The wellness gospel

Last week, driving a bunch of overtired teens back from a rollercoaster day (literally; they were at Cedar Point), my car flashed me a warning light. Well-trained in the vagaries of overworked technology, I ignored it until it went away. Then it came back. Then it flashed me a few more signs. We were almost home, so I held my breath and crossed my fingers and sure enough it got us there, albeit in darkness and without the benefit of power steering, since all the electrics appeared to shut down just as I hauled it onto the driveway.

Next morning, of course, it started first time. It got halfway to the service centre before giving up for good.

All was well. I had AAA, and the tow truck got me to the repair place in time to get back and pick up the cake in time for the graduation party we were throwing that afternoon, and the rain held off on Monday while I got around all my errands by bike (my daughter pointing out that it was very fortunate that I had picked this summer to train for the Bishop’s Bike Ride and was thus capable of sustaining forward motion for more than a mile or two), and the car was fixed just in time to swing by and pick it up at the end of another essential outing yesterday – all was well. Everything got done for everyone that needed things doing.

One of my spiritual friends disputes the “all was well” approach. She insists that the car is a symbol of my lifestyle: I ignore warning signs, I drive it when it really needs to go in for a good rest and a few repairs, until it breaks down uncontrollably at the side of the road. According to her, I should have ditched the bike and taken a day or two off while my car and my equilibrium recovered.

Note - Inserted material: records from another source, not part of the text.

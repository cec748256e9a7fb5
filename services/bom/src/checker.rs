//! HTTP client for the BOM checker (column detection and supplier lookups).

use crate::config::CheckerConfig;
use crate::error::{BomError, Result};
use crate::store::{ColumnMapping, NewBomRow};
use crate::supplier::Supplier;
use bytes::Bytes;
use reqwest::multipart::{Form, Part};
use reqwest::Response;
use serde::{Deserialize, Serialize};
use serde_json::{json, Map, Value};
use std::time::Duration;
use tracing::{debug, instrument};

/// Longest upstream error body carried into a client message
const MAX_UPSTREAM_MESSAGE: usize = 300;

/// A spreadsheet row as normalised by the checker.
///
/// Fields the service does not interpret are kept in `extra` so rows can be
/// echoed back and forwarded to the supplier streams unchanged.
#[derive(Debug, Clone, PartialEq, Serialize, Deserialize)]
pub struct CheckerRow {
    pub row_index: i32,
    #[serde(default)]
    pub mpns: Vec<String>,
    #[serde(default)]
    pub manufacturer: Option<String>,
    #[serde(default)]
    pub reference: Option<String>,
    #[serde(flatten)]
    pub extra: Map<String, Value>,
}

impl CheckerRow {
    /// Units per board: `quantity` when numeric, else `Quantity`, else 1
    pub fn quantity(&self) -> i32 {
        if let Some(Value::Number(n)) = self.extra.get("quantity") {
            if let Some(quantity) = whole_number(n) {
                return quantity;
            }
        }

        match self.extra.get("Quantity") {
            Some(Value::Number(n)) => whole_number(n),
            Some(Value::String(s)) => s.trim().parse().ok(),
            _ => None,
        }
        .unwrap_or(1)
    }

    pub fn to_new_row(&self) -> NewBomRow {
        NewBomRow {
            row_index: self.row_index,
            mpns: self.mpns.clone(),
            manufacturer: self.manufacturer.clone(),
            quantity: self.quantity(),
            reference: self.reference.clone(),
        }
    }
}

/// Integral JSON numbers that fit an `i32`; `2.0` counts, `2.5` does not
fn whole_number(n: &serde_json::Number) -> Option<i32> {
    if let Some(q) = n.as_i64() {
        return i32::try_from(q).ok();
    }

    let q = n.as_f64()?;
    if q.is_finite() && q.fract() == 0.0 && q >= i32::MIN as f64 && q <= i32::MAX as f64 {
        Some(q as i32)
    } else {
        None
    }
}

#[derive(Debug, Deserialize)]
struct ProcessResponse {
    #[serde(default)]
    rows: Vec<CheckerRow>,
}

#[derive(Clone)]
pub struct BomCheckerClient {
    http: reqwest::Client,
    base_url: String,
    upload_path: String,
    request_timeout: Duration,
}

impl BomCheckerClient {
    pub fn new(config: &CheckerConfig) -> Result<Self> {
        // No overall timeout here: supplier streams run for minutes
        let http = reqwest::Client::builder()
            .connect_timeout(Duration::from_secs(10))
            .build()
            .map_err(|e| BomError::Transport(format!("Failed to create HTTP client: {}", e)))?;

        Ok(Self {
            http,
            base_url: config.base_url.trim_end_matches('/').to_string(),
            upload_path: config.upload_path.clone(),
            request_timeout: config.request_timeout(),
        })
    }

    fn url(&self, path: &str) -> String {
        format!("{}{}", self.base_url, path)
    }

    #[instrument(skip(self))]
    pub async fn health(&self) -> Result<Value> {
        let response = self
            .http
            .get(self.url("/health"))
            .timeout(self.request_timeout)
            .send()
            .await?;

        let response = ensure_success(response).await?;
        // Plain-text health answers are fine too
        let body = response.text().await?;
        Ok(serde_json::from_str(&body).unwrap_or(Value::String(body)))
    }

    /// Forward a spreadsheet, returning the checker's payload
    #[instrument(skip(self, data), fields(size_bytes = data.len()))]
    pub async fn upload(
        &self,
        file_name: &str,
        content_type: Option<&str>,
        data: Bytes,
    ) -> Result<Map<String, Value>> {
        let mut part = Part::bytes(data.to_vec()).file_name(file_name.to_string());
        if let Some(content_type) = content_type {
            part = part
                .mime_str(content_type)
                .map_err(|_| BomError::Validation(format!("Invalid content type: {}", content_type)))?;
        }

        let response = self
            .http
            .post(self.url(&self.upload_path))
            .multipart(Form::new().part("file", part))
            .timeout(self.request_timeout)
            .send()
            .await?;

        let response = ensure_success(response).await?;
        Ok(response.json().await?)
    }

    /// Have the checker extract rows using the chosen column mapping
    #[instrument(skip(self, columns))]
    pub async fn process_bom(
        &self,
        file_name: &str,
        columns: &[ColumnMapping],
    ) -> Result<Vec<CheckerRow>> {
        let response = self
            .http
            .post(self.url("/api/process-bom"))
            .json(&json!({ "file_name": file_name, "columns": columns }))
            .timeout(self.request_timeout)
            .send()
            .await?;

        let response = ensure_success(response).await?;
        let processed: ProcessResponse = response.json().await?;

        debug!(rows = processed.rows.len(), "BOM processed by checker");
        Ok(processed.rows)
    }

    /// Start a supplier lookup stream. Only the response head has arrived
    /// when this returns.
    #[instrument(skip(self, rows), fields(rows = rows.len()))]
    pub async fn open_stream(&self, supplier: Supplier, rows: &[Value]) -> Result<Response> {
        let response = self
            .http
            .post(self.url(supplier.stream_path()))
            .json(&json!({ "rows": rows }))
            .send()
            .await?;

        ensure_success(response).await
    }
}

async fn ensure_success(response: Response) -> Result<Response> {
    let status = response.status();
    if status.is_success() {
        return Ok(response);
    }

    let body = response.text().await.unwrap_or_default();
    Err(BomError::Upstream {
        status: status.as_u16(),
        message: upstream_message(&body, status.canonical_reason()),
    })
}

/// Prefer the `detail`/`message`/`error` field of a JSON error body
fn upstream_message(body: &str, reason: Option<&str>) -> String {
    let from_json = serde_json::from_str::<Value>(body).ok().and_then(|value| {
        ["detail", "message", "error"]
            .iter()
            .find_map(|key| value.get(*key).and_then(Value::as_str).map(str::to_string))
    });

    let message = from_json.unwrap_or_else(|| body.trim().to_string());
    if message.is_empty() {
        return reason.unwrap_or("BOM checker request failed").to_string();
    }
    message.chars().take(MAX_UPSTREAM_MESSAGE).collect()
}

“But,” I argue, “things needed doing. This person needed to go here, and that one there, and I needed to get this for them and and get that done …” And I only work half time, and my family is a lot more self-sufficient than it once was, and I have it a lot easier than many other people do all the time. (I think that my friend sometimes overestimates my work ethic and altruism.) And it did, after all, work out pretty well in the end. Didn’t it?

The gospel story we read this Sunday gives ammunition to both me and my friend. She will point out that Jesus went away to a deserted place. He led his friends away to a deserted place, knowing that they all needed a time-out, some peace and quiet, a retreat, a rest. They had been so busy that they barely had time to eat, and when they did, they never had time or space to sit down to a meal.

But, I will reply, when the people followed them, Jesus was moved with compassion to help them anyway, and he taught them, and (in the part that we leave out this Sunday) he fed them, and even after they moved on again, so many people were healed as they pressed back around him, how could he fail to help them? He couldn’t; he didn’t.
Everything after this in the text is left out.